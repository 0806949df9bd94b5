//! Grid coordinate value type.
//!
//! Text form is `"(x, y)"`. Parsing accepts the same bracketed form with any
//! amount of whitespace around the numbers and brackets.

use std::cmp::Ordering;
use std::fmt;
use std::ops::Sub;
use std::str::FromStr;

use crate::{Direction, SnakeError};

/// A cell position on the board
#[derive(Debug, Clone, Copy, PartialEq, Eq, Hash, Default)]
pub struct Coordinate {
    pub x: i32,
    pub y: i32,
}

impl Coordinate {
    /// Marker written to save files when there is no bonus on the board.
    pub const NONE: Coordinate = Coordinate { x: -1, y: -1 };

    pub const fn new(x: i32, y: i32) -> Self {
        Self { x, y }
    }

    /// The neighbouring cell one step towards `dir`
    pub fn next(self, dir: Direction) -> Self {
        let (dx, dy) = dir.delta();
        Self::new(self.x.saturating_add(dx), self.y.saturating_add(dy))
    }

    /// The direction that leads from `self` to the adjacent cell `other`
    ///
    /// ```
    /// use tui_snake_types::{Coordinate, Direction};
    ///
    /// let a = Coordinate::new(3, 3);
    /// assert_eq!(a.direction_to(Coordinate::new(3, 2)).unwrap(), Direction::Up);
    /// assert!(a.direction_to(Coordinate::new(5, 5)).is_err());
    /// ```
    pub fn direction_to(self, other: Coordinate) -> Result<Direction, SnakeError> {
        Direction::ALL
            .into_iter()
            .find(|&dir| self.next(dir) == other)
            .ok_or(SnakeError::NoSuchDirection {
                from: self,
                to: other,
            })
    }
}

/// Componentwise order: `a <= b` iff `a.x <= b.x && a.y <= b.y`.
///
/// Pairs that disagree between axes are incomparable.
impl PartialOrd for Coordinate {
    fn partial_cmp(&self, other: &Self) -> Option<Ordering> {
        if self == other {
            Some(Ordering::Equal)
        } else if self.x <= other.x && self.y <= other.y {
            Some(Ordering::Less)
        } else if self.x >= other.x && self.y >= other.y {
            Some(Ordering::Greater)
        } else {
            None
        }
    }
}

impl Sub for Coordinate {
    type Output = Coordinate;

    fn sub(self, rhs: Self) -> Self::Output {
        Coordinate::new(self.x - rhs.x, self.y - rhs.y)
    }
}

impl fmt::Display for Coordinate {
    fn fmt(&self, f: &mut fmt::Formatter<'_>) -> fmt::Result {
        write!(f, "({}, {})", self.x, self.y)
    }
}

impl FromStr for Coordinate {
    type Err = SnakeError;

    fn from_str(s: &str) -> Result<Self, Self::Err> {
        let malformed = || SnakeError::Parse(s.to_string());

        let inner = s
            .trim()
            .strip_prefix('(')
            .and_then(|rest| rest.strip_suffix(')'))
            .ok_or_else(malformed)?;

        let mut parts = inner.split(',');
        let (Some(x), Some(y), None) = (parts.next(), parts.next(), parts.next()) else {
            return Err(malformed());
        };

        let x = x.trim().parse::<i32>().map_err(|_| malformed())?;
        let y = y.trim().parse::<i32>().map_err(|_| malformed())?;
        Ok(Coordinate::new(x, y))
    }
}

Activity:
Copy the lines above exactly, beginning at the line that has "impl fmt::Display for" and stopping after the line that has "let (Some(x), Some(y), None)", and omit the rest.

Exercise solution:
impl fmt::Display for Coordinate {
    fn fmt(&self, f: &mut fmt::Formatter<'_>) -> fmt::Result {
        write!(f, "({}, {})", self.x, self.y)
    }
}

impl FromStr for Coordinate {
    type Err = SnakeError;

    fn from_str(s: &str) -> Result<Self, Self::Err> {
        let malformed = || SnakeError::Parse(s.to_string());

        let inner = s
            .trim()
            .strip_prefix('(')
            .and_then(|rest| rest.strip_suffix(')'))
            .ok_or_else(malformed)?;

        let mut parts = inner.split(',');
        let (Some(x), Some(y), None) = (parts.next(), parts.next(), parts.next()) else {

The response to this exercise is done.